→ **TASK REQUIREMENTS**
Transcribe the full listing so that each line reads as it does in the original.

--- START ---

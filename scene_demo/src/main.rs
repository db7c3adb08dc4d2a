//! Scene demo application
//!
//! Builds a small fleet of ships out of shared meshes and materials, prints
//! the scene tree, then runs a few frames through the scene renderer against
//! a device that logs what it is asked to do.
//!
//! Usage: `scene_demo [config.toml | config.ron]`

use scene_engine::config::Config;
use scene_engine::core::config::ApplicationConfig;
use scene_engine::foundation::logging;
use scene_engine::foundation::math::constants::HALF_PI;
use scene_engine::foundation::math::{Mat4, Quat, Transform, Vec3};
use scene_engine::render::{
    primitives, MaterialId, MaterialPrototype, MaterialRegistry, MeshRef, MeshRegistry,
    RenderDevice, ShaderId, ShaderSet, UniformDesc, UniformKind,
};
use scene_engine::scene::{NodeId, SceneGraph, SceneRenderer};

/// Device that logs every call and keeps simple counters
#[derive(Default)]
struct LogDevice {
    binds: usize,
    draws: usize,
    indices: u64,
}

impl RenderDevice for LogDevice {
    fn bind_material(&mut self, material: MaterialId) {
        log::debug!("bind {:?}", material);
        self.binds += 1;
    }

    fn draw_mesh(&mut self, mesh: &MeshRef, world_matrix: &Mat4) {
        log::debug!(
            "draw indices {:?} at ({:.2}, {:.2}, {:.2})",
            mesh.index_range(),
            world_matrix[(0, 3)],
            world_matrix[(1, 3)],
            world_matrix[(2, 3)]
        );
        self.draws += 1;
        self.indices += u64::from(mesh.index_count);
    }
}

/// Demo state: registries, the scene and the renderer driving it
struct DemoApp {
    config: ApplicationConfig,
    meshes: MeshRegistry,
    materials: MaterialRegistry,
    graph: SceneGraph,
    renderer: SceneRenderer,
    ships: Vec<NodeId>,
}

impl DemoApp {
    fn new(config: ApplicationConfig) -> Self {
        Self {
            graph: SceneGraph::with_config(&config.scene),
            renderer: SceneRenderer::new(config.render.clone()),
            config,
            meshes: MeshRegistry::new(),
            materials: MaterialRegistry::new(),
            ships: Vec::new(),
        }
    }

    fn initialize(&mut self) -> Result<(), Box<dyn std::error::Error>> {
        log::info!("Registering meshes...");
        let (vertices, indices) = primitives::cube();
        let hull = self.meshes.add_mesh("hull", &vertices, &indices)?;
        let (vertices, indices) = primitives::quad();
        let wing = self.meshes.add_mesh("wing", &vertices, &indices)?;
        log::info!(
            "Mesh buffer holds {} vertices, {} indices ({} bytes)",
            self.meshes.buffer().vertex_count(),
            self.meshes.buffer().index_count(),
            self.meshes.buffer().vertex_bytes().len() + self.meshes.buffer().index_bytes().len()
        );
        self.meshes.buffer_mut().mark_uploaded();

        log::info!("Registering materials...");
        let lit = ShaderSet::new(ShaderId(1), ShaderId(10));
        self.materials.add_prototype(
            "lit",
            MaterialPrototype::new(
                lit,
                vec![
                    UniformDesc::new("u_color", UniformKind::Vec4),
                    UniformDesc::new("u_shininess", UniformKind::Float),
                ],
            ),
        )?;
        let hull_material = self.materials.create_from_prototype("hull", "lit", &[])?;
        let wing_material = self.materials.create_from_prototype(
            "wing",
            "lit",
            &[UniformDesc::new("u_emissive", UniformKind::Vec3)],
        )?;

        if let Some(material) = self.materials.get_mut(hull_material) {
            material.add_binding("u_color", bytemuck::cast_slice(&[0.6_f32, 0.6, 0.7, 1.0]))?;
            material.add_binding("u_shininess", bytemuck::bytes_of(&32.0_f32))?;
        }
        if let Some(material) = self.materials.get_mut(wing_material) {
            material.add_binding("u_color", bytemuck::cast_slice(&[0.9_f32, 0.2, 0.2, 1.0]))?;
            material.add_binding("u_emissive", bytemuck::cast_slice(&[0.3_f32, 0.0, 0.0]))?;
        }

        log::info!("Building scene...");
        let ship = self.graph.create_node(Transform::identity(), MeshRef::empty(), None);
        let body = self.graph.create_node(Transform::identity(), hull, Some(hull_material));
        self.graph.add_child(ship, body);
        for side in [-1.0_f32, 1.0] {
            let wing_node = self.graph.create_node(
                Transform::from_position(Vec3::new(side * 1.5, 0.0, 0.0))
                    .with_scale(Vec3::new(1.0, 0.2, 1.0))
                    .with_rotation(Quat::from_axis_angle(&Vec3::x_axis(), HALF_PI)),
                wing,
                Some(wing_material),
            );
            self.graph.add_child(ship, wing_node);
        }

        for i in 0..3 {
            let copy = self.graph.copy_node(ship, true)?;
            self.graph.set_transform(
                copy,
                Transform::from_position(Vec3::new(i as f32 * 5.0, 0.0, -10.0)),
            )?;
            self.graph.try_add_to_root(copy)?;
            self.ships.push(copy);
        }
        let freed = self.graph.destroy_node(ship)?;
        log::debug!("Dropped ship template ({} nodes)", freed);

        log::info!(
            "Scene holds {} nodes (traversal stack capacity {})",
            self.graph.node_count(),
            self.graph.stack_capacity()
        );
        for line in self.graph.dump().lines() {
            log::info!("{}", line);
        }

        Ok(())
    }

    fn run(&mut self) -> Result<(), Box<dyn std::error::Error>> {
        let mut device = LogDevice::default();

        for frame in 0..4 {
            match frame {
                1 => {
                    // Transform-only change: matrices refreshed in place
                    if let Some(&ship) = self.ships.first() {
                        self.graph.set_transform(
                            ship,
                            Transform::from_position(Vec3::new(0.0, 2.0, -10.0)),
                        )?;
                    }
                }
                2 => {
                    // Structural change: group rebuilt
                    if let Some(ship) = self.ships.pop() {
                        let removed = self.graph.try_remove_from_root(ship)?;
                        log::info!("Removed a ship ({} nodes)", removed);
                    }
                }
                _ => {}
            }

            let stats = self
                .renderer
                .render_frame(&mut self.graph, &self.materials, &mut device);
            log::info!(
                "Frame {}: {:?} - {} swaps, {} draws, {:.1} draws/swap, {}us",
                frame,
                self.renderer.last_action(),
                stats.swaps,
                stats.draws,
                stats.avg_draws_per_swap(),
                stats.total_time_us()
            );
        }

        log::info!(
            "Device totals: {} binds, {} draws, {} indices",
            device.binds,
            device.draws,
            device.indices
        );
        Ok(())
    }

    fn shutdown(self) {
        let material_order = self.config.render.material_order;
        let freed = self.graph.destroy();
        log::info!(
            "Shut down ({:?} ordering): {} scene nodes freed, {} materials released",
            material_order,
            freed,
            self.materials.material_count()
        );
    }
}

fn load_config() -> Result<ApplicationConfig, Box<dyn std::error::Error>> {
    let config = match std::env::args().nth(1) {
        Some(path) => ApplicationConfig::load_from_file(&path)?,
        None => ApplicationConfig::default(),
    };
    config.validate()?;
    Ok(config)
}

fn main() -> Result<(), Box<dyn std::error::Error>> {
    let config = load_config()?;
    logging::init_with_level(&config.engine.log_level);

    log::info!("Starting scene demo");
    let mut app = DemoApp::new(config);
    app.initialize()?;
    app.run()?;
    app.shutdown();

    Ok(())
}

--- END ---

→ **EXPECTED ANSWER**
filename scene_demo/src/main.rs
repository db7c3adb08dc4d2a
//! Scene demo application
//!
//! Builds a small fleet of ships out of shared meshes and materials, prints
//! the scene tree, then runs a few frames through the scene renderer against
//! a device that logs what it is asked to do.
//!
//! Usage: `scene_demo [config.toml | config.ron]`

use scene_engine::config::Config;
use scene_engine::core::config::ApplicationConfig;
use scene_engine::foundation::logging;
use scene_engine::foundation::math::constants::HALF_PI;
use scene_engine::foundation::math::{Mat4, Quat, Transform, Vec3};
use scene_engine::render::{
    primitives, MaterialId, MaterialPrototype, MaterialRegistry, MeshRef, MeshRegistry,
    RenderDevice, ShaderId, ShaderSet, UniformDesc, UniformKind,
};
use scene_engine::scene::{NodeId, SceneGraph, SceneRenderer};

/// Device that logs every call and keeps simple counters
#[derive(Default)]
struct LogDevice {
    binds: usize,
    draws: usize,
    indices: u64,
}

impl RenderDevice for LogDevice {
    fn bind_material(&mut self, material: MaterialId) {
        log::debug!("bind {:?}", material);
        self.binds += 1;
    }

    fn draw_mesh(&mut self, mesh: &MeshRef, world_matrix: &Mat4) {
        log::debug!(
            "draw indices {:?} at ({:.2}, {:.2}, {:.2})",
            mesh.index_range(),
            world_matrix[(0, 3)],
            world_matrix[(1, 3)],
            world_matrix[(2, 3)]
        );
        self.draws += 1;
        self.indices += u64::from(mesh.index_count);
    }
}

/// Demo state: registries, the scene and the renderer driving it
struct DemoApp {
    config: ApplicationConfig,
    meshes: MeshRegistry,
    materials: MaterialRegistry,
    graph: SceneGraph,
    renderer: SceneRenderer,
    ships: Vec<NodeId>,
}

impl DemoApp {
    fn new(config: ApplicationConfig) -> Self {
        Self {
            graph: SceneGraph::with_config(&config.scene),
            renderer: SceneRenderer::new(config.render.clone()),
            config,
            meshes: MeshRegistry::new(),
            materials: MaterialRegistry::new(),
            ships: Vec::new(),
        }
    }

    fn initialize(&mut self) -> Result<(), Box<dyn std::error::Error>> {
        log::info!("Registering meshes...");
        let (vertices, indices) = primitives::cube();
        let hull = self.meshes.add_mesh("hull", &vertices, &indices)?;
        let (vertices, indices) = primitives::quad();
        let wing = self.meshes.add_mesh("wing", &vertices, &indices)?;
        log::info!(
            "Mesh buffer holds {} vertices, {} indices ({} bytes)",
            self.meshes.buffer().vertex_count(),
            self.meshes.buffer().index_count(),
            self.meshes.buffer().vertex_bytes().len() + self.meshes.buffer().index_bytes().len()
        );
        self.meshes.buffer_mut().mark_uploaded();

        log::info!("Registering materials...");
        let lit = ShaderSet::new(ShaderId(1), ShaderId(10));
        self.materials.add_prototype(
            "lit",
            MaterialPrototype::new(
                lit,
                vec![
                    UniformDesc::new("u_color", UniformKind::Vec4),
                    UniformDesc::new("u_shininess", UniformKind::Float),
                ],
            ),
        )?;
        let hull_material = self.materials.create_from_prototype("hull", "lit", &[])?;
        let wing_material = self.materials.create_from_prototype(
            "wing",
            "lit",
            &[UniformDesc::new("u_emissive", UniformKind::Vec3)],
        )?;

        if let Some(material) = self.materials.get_mut(hull_material) {
            material.add_binding("u_color", bytemuck::cast_slice(&[0.6_f32, 0.6, 0.7, 1.0]))?;
            material.add_binding("u_shininess", bytemuck::bytes_of(&32.0_f32))?;
        }
        if let Some(material) = self.materials.get_mut(wing_material) {
            material.add_binding("u_color", bytemuck::cast_slice(&[0.9_f32, 0.2, 0.2, 1.0]))?;
            material.add_binding("u_emissive", bytemuck::cast_slice(&[0.3_f32, 0.0, 0.0]))?;
        }

        log::info!("Building scene...");
        let ship = self.graph.create_node(Transform::identity(), MeshRef::empty(), None);
        let body = self.graph.create_node(Transform::identity(), hull, Some(hull_material));
        self.graph.add_child(ship, body);
        for side in [-1.0_f32, 1.0] {
            let wing_node = self.graph.create_node(
                Transform::from_position(Vec3::new(side * 1.5, 0.0, 0.0))
                    .with_scale(Vec3::new(1.0, 0.2, 1.0))
                    .with_rotation(Quat::from_axis_angle(&Vec3::x_axis(), HALF_PI)),
                wing,
                Some(wing_material),
            );
            self.graph.add_child(ship, wing_node);
        }

        for i in 0..3 {
            let copy = self.graph.copy_node(ship, true)?;
            self.graph.set_transform(
                copy,
                Transform::from_position(Vec3::new(i as f32 * 5.0, 0.0, -10.0)),
            )?;
            self.graph.try_add_to_root(copy)?;
            self.ships.push(copy);
        }
        let freed = self.graph.destroy_node(ship)?;
        log::debug!("Dropped ship template ({} nodes)", freed);

        log::info!(
            "Scene holds {} nodes (traversal stack capacity {})",
            self.graph.node_count(),
            self.graph.stack_capacity()
        );
        for line in self.graph.dump().lines() {
            log::info!("{}", line);
        }

        Ok(())
    }

    fn run(&mut self) -> Result<(), Box<dyn std::error::Error>> {
        let mut device = LogDevice::default();

        for frame in 0..4 {
            match frame {
                1 => {
                    // Transform-only change: matrices refreshed in place
                    if let Some(&ship) = self.ships.first() {
                        self.graph.set_transform(
                            ship,
                            Transform::from_position(Vec3::new(0.0, 2.0, -10.0)),
                        )?;
                    }
                }
                2 => {
                    // Structural change: group rebuilt
                    if let Some(ship) = self.ships.pop() {
                        let removed = self.graph.try_remove_from_root(ship)?;
                        log::info!("Removed a ship ({} nodes)", removed);
                    }
                }
                _ => {}
            }

            let stats = self
                .renderer
                .render_frame(&mut self.graph, &self.materials, &mut device);
            log::info!(
                "Frame {}: {:?} - {} swaps, {} draws, {:.1} draws/swap, {}us",
                frame,
                self.renderer.last_action(),
                stats.swaps,
                stats.draws,
                stats.avg_draws_per_swap(),
                stats.total_time_us()
            );
        }

        log::info!(
            "Device totals: {} binds, {} draws, {} indices",
            device.binds,
            device.draws,
            device.indices
        );
        Ok(())
    }

    fn shutdown(self) {
        let material_order = self.config.render.material_order;
        let freed = self.graph.destroy();
        log::info!(
            "Shut down ({:?} ordering): {} scene nodes freed, {} materials released",
            material_order,
            freed,
            self.materials.material_count()
        );
    }
}

fn load_config() -> Result<ApplicationConfig, Box<dyn std::error::Error>> {
    let config = match std::env::args().nth(1) {
        Some(path) => ApplicationConfig::load_from_file(&path)?,
        None => ApplicationConfig::default(),
    };
    config.validate()?;
    Ok(config)
}

fn main() -> Result<(), Box<dyn std::error::Error>> {
    let config = load_config()?;
    logging::init_with_level(&config.engine.log_level);

    log::info!("Starting scene demo");
    let mut app = DemoApp::new(config);
    app.initialize()?;
    app.run()?;
    app.shutdown();

    Ok(())
}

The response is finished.